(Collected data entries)
= = = =

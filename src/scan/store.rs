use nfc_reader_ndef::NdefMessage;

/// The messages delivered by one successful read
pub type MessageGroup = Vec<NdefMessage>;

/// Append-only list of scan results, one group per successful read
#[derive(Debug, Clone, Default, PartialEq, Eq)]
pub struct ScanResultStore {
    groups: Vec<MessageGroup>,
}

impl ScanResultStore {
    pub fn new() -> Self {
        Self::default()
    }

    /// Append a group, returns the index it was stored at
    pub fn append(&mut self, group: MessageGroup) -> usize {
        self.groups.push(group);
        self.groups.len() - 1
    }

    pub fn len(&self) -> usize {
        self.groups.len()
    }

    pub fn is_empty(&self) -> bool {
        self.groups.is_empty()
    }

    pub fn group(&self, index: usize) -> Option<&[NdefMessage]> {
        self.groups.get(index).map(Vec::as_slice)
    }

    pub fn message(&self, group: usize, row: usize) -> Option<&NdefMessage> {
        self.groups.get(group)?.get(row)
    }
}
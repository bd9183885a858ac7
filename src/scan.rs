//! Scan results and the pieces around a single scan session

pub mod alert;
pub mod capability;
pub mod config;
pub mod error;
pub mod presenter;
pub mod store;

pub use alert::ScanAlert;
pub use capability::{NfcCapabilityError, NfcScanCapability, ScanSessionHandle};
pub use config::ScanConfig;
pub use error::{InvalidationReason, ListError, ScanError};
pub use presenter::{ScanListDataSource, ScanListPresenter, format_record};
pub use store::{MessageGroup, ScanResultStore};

= = = =

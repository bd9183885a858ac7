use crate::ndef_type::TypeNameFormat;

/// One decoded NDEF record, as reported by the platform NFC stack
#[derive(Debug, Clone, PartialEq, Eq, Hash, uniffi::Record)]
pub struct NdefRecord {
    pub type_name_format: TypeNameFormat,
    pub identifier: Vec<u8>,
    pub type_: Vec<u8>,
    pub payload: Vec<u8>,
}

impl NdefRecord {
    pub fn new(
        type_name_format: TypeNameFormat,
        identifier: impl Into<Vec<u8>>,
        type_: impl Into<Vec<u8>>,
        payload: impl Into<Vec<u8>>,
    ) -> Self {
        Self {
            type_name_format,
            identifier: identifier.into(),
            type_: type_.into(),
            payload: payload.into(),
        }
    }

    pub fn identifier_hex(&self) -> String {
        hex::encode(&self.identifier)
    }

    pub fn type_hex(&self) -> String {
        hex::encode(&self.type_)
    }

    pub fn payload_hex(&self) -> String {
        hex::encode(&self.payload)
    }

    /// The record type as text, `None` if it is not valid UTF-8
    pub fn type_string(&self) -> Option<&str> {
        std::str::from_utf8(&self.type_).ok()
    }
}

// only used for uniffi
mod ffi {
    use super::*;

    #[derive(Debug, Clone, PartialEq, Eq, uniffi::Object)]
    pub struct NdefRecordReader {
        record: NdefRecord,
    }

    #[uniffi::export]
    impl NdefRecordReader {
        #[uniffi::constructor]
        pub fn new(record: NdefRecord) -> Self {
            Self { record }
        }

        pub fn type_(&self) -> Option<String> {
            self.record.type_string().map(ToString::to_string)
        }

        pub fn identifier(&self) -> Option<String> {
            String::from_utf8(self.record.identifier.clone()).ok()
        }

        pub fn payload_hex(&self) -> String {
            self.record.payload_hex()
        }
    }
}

= = = =

## [Work to be completed]
Read the entries and show each line that mentions "NdefRecordReader".

## [Finished task]
    pub struct NdefRecordReader {
    impl NdefRecordReader {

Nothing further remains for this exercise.